## Work instructions
Report each line of the material below where the word "Result" can be found.

## Data to use
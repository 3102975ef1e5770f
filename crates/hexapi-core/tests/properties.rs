//! Property tests for hexapi-core encoders.

#![allow(clippy::unwrap_used, clippy::panic)]

use hexapi_core::geostore::sort_keys;
use hexapi_core::headfinder::{HeadFinderQuery, clamp_max_scenes, encode_query};
use hexapi_core::{BoundingBox, LruCache, included_range, less_than_or_equal};
use proptest::prelude::*;

proptest! {
    #[test]
    fn included_range_wraps_both_ends(start in "[0-9-]{1,12}", end in "[0-9-]{1,12}") {
        let encoded = included_range(&start, &end);
        prop_assert!(encoded.starts_with('['));
        prop_assert!(encoded.ends_with('['));
        prop_assert_eq!(encoded, format!("[{start},{end}["));
    }

    #[test]
    fn less_than_or_equal_roundtrips_integers(value in 0u32..10_000) {
        let encoded = less_than_or_equal(value);
        let number: u32 = encoded.trim_end_matches('[').parse().unwrap();
        prop_assert_eq!(number, value);
    }

    #[test]
    fn bbox_display_parses_back(
        min_lon in -180.0f64..180.0,
        min_lat in -90.0f64..90.0,
        max_lon in -180.0f64..180.0,
        max_lat in -90.0f64..90.0,
    ) {
        let bbox = BoundingBox::new(min_lon, min_lat, max_lon, max_lat);
        let parsed: BoundingBox = bbox.to_csv().parse().unwrap();
        prop_assert_eq!(parsed, bbox);
    }

    #[test]
    fn max_scenes_never_exceeds_cap(requested in any::<u32>()) {
        let clamped = clamp_max_scenes(requested);
        prop_assert!((1..=50).contains(&clamped));
        if (1..=50).contains(&requested) {
            prop_assert_eq!(clamped, requested);
        }
    }

    #[test]
    fn sort_keys_order_follows_prefix(name in "[a-z_]{0,12}", descending in any::<bool>()) {
        let input = if descending { format!("-{name}") } else { name };
        let keys = sort_keys(&input);
        let expected = if descending { ",,0" } else { ",,1" };
        prop_assert!(keys.ends_with(expected));
    }

    #[test]
    fn encoded_query_has_no_raw_spaces(scene in "[ -~]{0,24}") {
        let query = HeadFinderQuery {
            scene_name: Some(scene),
            ..HeadFinderQuery::default()
        };
        let encoded = encode_query(&query.params("user key"));
        prop_assert!(!encoded.contains(' '));
    }

    #[test]
    fn cache_never_exceeds_capacity(capacity in 1usize..16, keys in prop::collection::vec(0u8..64, 0..128)) {
        let mut cache = LruCache::new(capacity);
        for key in keys {
            cache.insert(key, ());
            prop_assert!(cache.len() <= capacity);
        }
    }
}
//! HEADFinder client
//!
//! HEADFinder authenticates with a user key sent as a query parameter, so
//! there is no token exchange and no session.

use crate::config::ClientConfig;
use crate::error::{ClientError, Result};
use crate::http::HttpClient;
use hexapi_core::headfinder::{encode_query, parse_scene_list};
use hexapi_core::{HeadFinderQuery, SceneList};
use tracing::debug;

#[derive(Debug, Clone)]
pub struct HeadFinderClient {
    http: HttpClient,
    search_url: String,
    user_key: String,
}

impl HeadFinderClient {
    /// Build a client from config.
    ///
    /// # Errors
    ///
    /// [`crate::ClientError::Config`] when no user key is configured.
    pub fn new(config: &ClientConfig) -> Result<Self> {
        Ok(Self {
            http: HttpClient::new(config)?,
            search_url: config.endpoints.headfinder_search.clone(),
            user_key: config.headfinder_key()?.to_string(),
        })
    }

    /// Full request URL for a query.
    pub fn search_url(&self, query: &HeadFinderQuery) -> String {
        let params = query.params(&self.user_key);
        format!("{}?{}", self.search_url, encode_query(&params))
    }

    /// Run a search and return the raw response body.
    pub async fn search_raw(&self, query: &HeadFinderQuery) -> Result<String> {
        let url = self.search_url(query);
        debug!(url = %self.search_url, "HEADFinder search");
        let response = self
            .http
            .send_ok(self.http.inner().get(&url))
            .await
            .map_err(hide_user_key)?;
        response
            .text()
            .await
            .map_err(|e| hide_user_key(ClientError::Http(e)))
    }

    /// Run a search and parse the scene list out of the response.
    pub async fn search(&self, query: &HeadFinderQuery) -> Result<SceneList> {
        let body = self.search_raw(query).await?;
        Ok(parse_scene_list(&body)?)
    }
}

/// Transport errors carry the request URL, user key included.
fn hide_user_key(err: ClientError) -> ClientError {
    match err {
        ClientError::Http(e) => ClientError::Http(e.without_url()),
        other => other,
    }
}
//! # Range Filters
//!
//! Airbus catalogues take numeric and date filters as bracketed ranges:
//!
//! - a comma separates the start value from the end value
//! - either value can be omitted, meaning the range is open on that side
//! - a leading `[` includes the start value, a leading `]` excludes it
//! - a trailing `[` includes the end value, a trailing `]` excludes it
//!
//! So `[2018-01-01,2018-02-01[` is "from Jan 1st to Feb 1st, both included"
//! and `10[` is "up to and including 10".

use std::fmt::Display;

/// Encode a closed range with both ends included.
///
/// ```
/// use hexapi_core::included_range;
///
/// assert_eq!(included_range("2018-01-01", "2018-02-01"), "[2018-01-01,2018-02-01[");
/// ```
pub fn included_range(start: impl Display, end: impl Display) -> String {
    format!("[{start},{end}[")
}

/// Encode an upper bound (value included).
///
/// ```
/// use hexapi_core::less_than_or_equal;
///
/// assert_eq!(less_than_or_equal(10), "10[");
/// assert_eq!(less_than_or_equal(12.5), "12.5[");
/// ```
pub fn less_than_or_equal(value: impl Display) -> String {
    format!("{value}[")
}

/// `less_than_or_equal` for an optional float filter where zero means unset.
pub(crate) fn upper_bound(value: Option<f64>) -> Option<String> {
    value.filter(|v| *v != 0.0).map(less_than_or_equal)
}

/// `included_range` for an optional pair of dates.
pub(crate) fn date_range(range: Option<&(String, String)>) -> Option<String> {
    range.map(|(start, end)| included_range(start, end))
}

#[cfg(test)]
mod tests {
    use super::*;

    #[test]
    fn included_range_with_dates() {
        assert_eq!(
            included_range("2018-01-01", "2018-02-01"),
            "[2018-01-01,2018-02-01["
        );
    }

    #[test]
    fn included_range_with_numbers() {
        assert_eq!(included_range(1, 20), "[1,20[");
    }

    #[test]
    fn less_than_or_equal_integer() {
        assert_eq!(less_than_or_equal(10), "10[");
    }

    #[test]
    fn less_than_or_equal_float_uses_shortest_form() {
        assert_eq!(less_than_or_equal(10.0_f64), "10[");
        assert_eq!(less_than_or_equal(0.5_f64), "0.5[");
    }

    #[test]
    fn upper_bound_treats_zero_as_unset() {
        assert_eq!(upper_bound(Some(0.0)), None);
        assert_eq!(upper_bound(None), None);
        assert_eq!(upper_bound(Some(30.0)), Some("30[".to_string()));
    }

    #[test]
    fn date_range_maps_pair() {
        let pair = ("2020-01-01".to_string(), "2020-02-01".to_string());
        assert_eq!(
            date_range(Some(&pair)),
            Some("[2020-01-01,2020-02-01[".to_string())
        );
        assert_eq!(date_range(None), None);
    }
}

## Your solution
use crate::error::{ClientError, Result};
    pub fn new(config: &ClientConfig) -> Result<Self> {
    pub async fn search_raw(&self, query: &HeadFinderQuery) -> Result<String> {
    pub async fn search(&self, query: &HeadFinderQuery) -> Result<SceneList> {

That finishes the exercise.